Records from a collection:
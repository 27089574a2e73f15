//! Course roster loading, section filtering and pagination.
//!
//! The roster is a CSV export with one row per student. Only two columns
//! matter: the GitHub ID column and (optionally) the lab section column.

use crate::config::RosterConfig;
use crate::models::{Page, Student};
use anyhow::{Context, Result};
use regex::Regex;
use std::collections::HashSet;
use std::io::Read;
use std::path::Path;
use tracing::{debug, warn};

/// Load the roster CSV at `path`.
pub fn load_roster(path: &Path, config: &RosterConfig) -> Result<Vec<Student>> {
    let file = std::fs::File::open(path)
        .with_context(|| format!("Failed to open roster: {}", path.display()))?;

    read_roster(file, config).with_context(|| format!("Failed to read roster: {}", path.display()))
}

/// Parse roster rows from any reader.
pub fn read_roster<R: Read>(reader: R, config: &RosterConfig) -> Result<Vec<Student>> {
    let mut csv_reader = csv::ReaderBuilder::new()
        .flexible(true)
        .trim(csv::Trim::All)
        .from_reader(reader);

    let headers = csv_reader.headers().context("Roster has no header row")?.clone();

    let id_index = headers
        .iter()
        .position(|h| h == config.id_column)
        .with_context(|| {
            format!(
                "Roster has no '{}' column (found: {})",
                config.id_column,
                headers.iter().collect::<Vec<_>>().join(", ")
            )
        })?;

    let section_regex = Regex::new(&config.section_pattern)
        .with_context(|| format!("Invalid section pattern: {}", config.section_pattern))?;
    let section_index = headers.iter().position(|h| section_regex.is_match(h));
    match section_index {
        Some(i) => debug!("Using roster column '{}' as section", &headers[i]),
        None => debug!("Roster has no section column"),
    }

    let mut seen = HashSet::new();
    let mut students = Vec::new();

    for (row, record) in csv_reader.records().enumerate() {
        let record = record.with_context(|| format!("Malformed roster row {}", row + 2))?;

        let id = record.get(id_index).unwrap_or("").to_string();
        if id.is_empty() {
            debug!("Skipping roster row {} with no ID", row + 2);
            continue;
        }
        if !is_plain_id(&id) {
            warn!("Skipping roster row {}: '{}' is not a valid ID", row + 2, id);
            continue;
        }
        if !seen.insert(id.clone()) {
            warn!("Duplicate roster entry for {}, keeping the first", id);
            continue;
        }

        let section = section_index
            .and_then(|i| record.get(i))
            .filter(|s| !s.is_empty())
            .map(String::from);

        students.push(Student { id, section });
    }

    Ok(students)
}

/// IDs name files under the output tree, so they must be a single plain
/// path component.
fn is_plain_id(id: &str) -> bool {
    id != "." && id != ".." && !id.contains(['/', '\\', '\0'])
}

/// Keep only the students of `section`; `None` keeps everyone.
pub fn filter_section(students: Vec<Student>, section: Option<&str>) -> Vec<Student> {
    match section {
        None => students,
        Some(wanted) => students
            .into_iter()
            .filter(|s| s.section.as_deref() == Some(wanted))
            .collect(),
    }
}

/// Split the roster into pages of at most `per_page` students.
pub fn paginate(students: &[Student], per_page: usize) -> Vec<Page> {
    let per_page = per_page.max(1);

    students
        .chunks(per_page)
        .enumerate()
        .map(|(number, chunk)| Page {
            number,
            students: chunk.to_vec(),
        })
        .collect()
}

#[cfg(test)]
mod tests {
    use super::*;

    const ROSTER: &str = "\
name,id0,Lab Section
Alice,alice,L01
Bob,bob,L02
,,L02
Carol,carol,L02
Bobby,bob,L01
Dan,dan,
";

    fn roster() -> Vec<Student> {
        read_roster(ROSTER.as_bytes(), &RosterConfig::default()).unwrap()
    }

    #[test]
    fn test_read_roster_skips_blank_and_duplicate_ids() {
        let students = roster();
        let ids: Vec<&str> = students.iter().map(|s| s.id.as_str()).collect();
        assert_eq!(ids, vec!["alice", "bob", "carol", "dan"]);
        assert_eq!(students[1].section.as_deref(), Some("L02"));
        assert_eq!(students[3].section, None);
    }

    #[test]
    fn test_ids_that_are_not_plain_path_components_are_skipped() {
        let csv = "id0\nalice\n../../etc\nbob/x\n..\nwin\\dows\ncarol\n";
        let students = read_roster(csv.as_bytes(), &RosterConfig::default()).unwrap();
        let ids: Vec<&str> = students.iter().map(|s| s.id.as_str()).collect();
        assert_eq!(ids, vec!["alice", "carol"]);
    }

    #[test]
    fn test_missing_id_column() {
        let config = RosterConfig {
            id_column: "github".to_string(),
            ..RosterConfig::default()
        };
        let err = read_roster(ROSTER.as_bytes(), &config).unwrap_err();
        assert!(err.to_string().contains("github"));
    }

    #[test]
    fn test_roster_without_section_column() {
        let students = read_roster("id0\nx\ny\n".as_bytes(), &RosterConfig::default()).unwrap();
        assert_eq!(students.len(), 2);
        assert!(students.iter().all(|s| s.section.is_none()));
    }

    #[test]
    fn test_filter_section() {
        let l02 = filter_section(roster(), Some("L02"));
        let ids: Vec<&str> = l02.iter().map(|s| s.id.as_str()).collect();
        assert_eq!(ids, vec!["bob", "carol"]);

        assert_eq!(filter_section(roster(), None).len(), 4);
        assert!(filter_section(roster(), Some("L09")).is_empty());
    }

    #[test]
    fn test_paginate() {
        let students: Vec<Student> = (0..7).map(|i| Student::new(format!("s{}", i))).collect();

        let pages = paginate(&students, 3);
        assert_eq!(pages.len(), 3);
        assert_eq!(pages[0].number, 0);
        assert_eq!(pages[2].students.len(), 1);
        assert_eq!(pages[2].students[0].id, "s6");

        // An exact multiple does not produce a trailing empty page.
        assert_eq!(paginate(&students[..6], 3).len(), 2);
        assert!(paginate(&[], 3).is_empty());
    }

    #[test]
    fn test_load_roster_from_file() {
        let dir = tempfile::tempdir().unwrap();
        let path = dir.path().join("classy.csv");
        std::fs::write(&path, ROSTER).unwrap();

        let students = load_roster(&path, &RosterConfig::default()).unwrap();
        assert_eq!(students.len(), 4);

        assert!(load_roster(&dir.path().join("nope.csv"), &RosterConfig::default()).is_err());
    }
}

** WHAT YOU ARE ASKED TO DO **
Copy the data exactly as it was presented.

** TASK SOLUTION **
repository 27089574a2e73f15
//! Course roster loading, section filtering and pagination.
//!
//! The roster is a CSV export with one row per student. Only two columns
//! matter: the GitHub ID column and (optionally) the lab section column.

use crate::config::RosterConfig;
use crate::models::{Page, Student};
use anyhow::{Context, Result};
use regex::Regex;
use std::collections::HashSet;
use std::io::Read;
use std::path::Path;
use tracing::{debug, warn};

/// Load the roster CSV at `path`.
pub fn load_roster(path: &Path, config: &RosterConfig) -> Result<Vec<Student>> {
    let file = std::fs::File::open(path)
        .with_context(|| format!("Failed to open roster: {}", path.display()))?;

    read_roster(file, config).with_context(|| format!("Failed to read roster: {}", path.display()))
}

/// Parse roster rows from any reader.
pub fn read_roster<R: Read>(reader: R, config: &RosterConfig) -> Result<Vec<Student>> {
    let mut csv_reader = csv::ReaderBuilder::new()
        .flexible(true)
        .trim(csv::Trim::All)
        .from_reader(reader);

    let headers = csv_reader.headers().context("Roster has no header row")?.clone();

    let id_index = headers
        .iter()
        .position(|h| h == config.id_column)
        .with_context(|| {
            format!(
                "Roster has no '{}' column (found: {})",
                config.id_column,
                headers.iter().collect::<Vec<_>>().join(", ")
            )
        })?;

    let section_regex = Regex::new(&config.section_pattern)
        .with_context(|| format!("Invalid section pattern: {}", config.section_pattern))?;
    let section_index = headers.iter().position(|h| section_regex.is_match(h));
    match section_index {
        Some(i) => debug!("Using roster column '{}' as section", &headers[i]),
        None => debug!("Roster has no section column"),
    }

    let mut seen = HashSet::new();
    let mut students = Vec::new();

    for (row, record) in csv_reader.records().enumerate() {
        let record = record.with_context(|| format!("Malformed roster row {}", row + 2))?;

        let id = record.get(id_index).unwrap_or("").to_string();
        if id.is_empty() {
            debug!("Skipping roster row {} with no ID", row + 2);
            continue;
        }
        if !is_plain_id(&id) {
            warn!("Skipping roster row {}: '{}' is not a valid ID", row + 2, id);
            continue;
        }
        if !seen.insert(id.clone()) {
            warn!("Duplicate roster entry for {}, keeping the first", id);
            continue;
        }

        let section = section_index
            .and_then(|i| record.get(i))
            .filter(|s| !s.is_empty())
            .map(String::from);

        students.push(Student { id, section });
    }

    Ok(students)
}

/// IDs name files under the output tree, so they must be a single plain
/// path component.
fn is_plain_id(id: &str) -> bool {
    id != "." && id != ".." && !id.contains(['/', '\\', '\0'])
}

/// Keep only the students of `section`; `None` keeps everyone.
pub fn filter_section(students: Vec<Student>, section: Option<&str>) -> Vec<Student> {
    match section {
        None => students,
        Some(wanted) => students
            .into_iter()
            .filter(|s| s.section.as_deref() == Some(wanted))
            .collect(),
    }
}

/// Split the roster into pages of at most `per_page` students.
pub fn paginate(students: &[Student], per_page: usize) -> Vec<Page> {
    let per_page = per_page.max(1);

    students
        .chunks(per_page)
        .enumerate()
        .map(|(number, chunk)| Page {
            number,
            students: chunk.to_vec(),
        })
        .collect()
}

#[cfg(test)]
mod tests {
    use super::*;

    const ROSTER: &str = "\
name,id0,Lab Section
Alice,alice,L01
Bob,bob,L02
,,L02
Carol,carol,L02
Bobby,bob,L01
Dan,dan,
";

    fn roster() -> Vec<Student> {
        read_roster(ROSTER.as_bytes(), &RosterConfig::default()).unwrap()
    }

    #[test]
    fn test_read_roster_skips_blank_and_duplicate_ids() {
        let students = roster();
        let ids: Vec<&str> = students.iter().map(|s| s.id.as_str()).collect();
        assert_eq!(ids, vec!["alice", "bob", "carol", "dan"]);
        assert_eq!(students[1].section.as_deref(), Some("L02"));
        assert_eq!(students[3].section, None);
    }

    #[test]
    fn test_ids_that_are_not_plain_path_components_are_skipped() {
        let csv = "id0\nalice\n../../etc\nbob/x\n..\nwin\\dows\ncarol\n";
        let students = read_roster(csv.as_bytes(), &RosterConfig::default()).unwrap();
        let ids: Vec<&str> = students.iter().map(|s| s.id.as_str()).collect();
        assert_eq!(ids, vec!["alice", "carol"]);
    }

    #[test]
    fn test_missing_id_column() {
        let config = RosterConfig {
            id_column: "github".to_string(),
            ..RosterConfig::default()
        };
        let err = read_roster(ROSTER.as_bytes(), &config).unwrap_err();
        assert!(err.to_string().contains("github"));
    }

    #[test]
    fn test_roster_without_section_column() {
        let students = read_roster("id0\nx\ny\n".as_bytes(), &RosterConfig::default()).unwrap();
        assert_eq!(students.len(), 2);
        assert!(students.iter().all(|s| s.section.is_none()));
    }

    #[test]
    fn test_filter_section() {
        let l02 = filter_section(roster(), Some("L02"));
        let ids: Vec<&str> = l02.iter().map(|s| s.id.as_str()).collect();
        assert_eq!(ids, vec!["bob", "carol"]);

        assert_eq!(filter_section(roster(), None).len(), 4);
        assert!(filter_section(roster(), Some("L09")).is_empty());
    }

    #[test]
    fn test_paginate() {
        let students: Vec<Student> = (0..7).map(|i| Student::new(format!("s{}", i))).collect();

        let pages = paginate(&students, 3);
        assert_eq!(pages.len(), 3);
        assert_eq!(pages[0].number, 0);
        assert_eq!(pages[2].students.len(), 1);
        assert_eq!(pages[2].students[0].id, "s6");

        // An exact multiple does not produce a trailing empty page.
        assert_eq!(paginate(&students[..6], 3).len(), 2);
        assert!(paginate(&[], 3).is_empty());
    }

    #[test]
    fn test_load_roster_from_file() {
        let dir = tempfile::tempdir().unwrap();
        let path = dir.path().join("classy.csv");
        std::fs::write(&path, ROSTER).unwrap();

        let students = load_roster(&path, &RosterConfig::default()).unwrap();
        assert_eq!(students.len(), 4);

        assert!(load_roster(&dir.path().join("nope.csv"), &RosterConfig::default()).is_err());
    }
}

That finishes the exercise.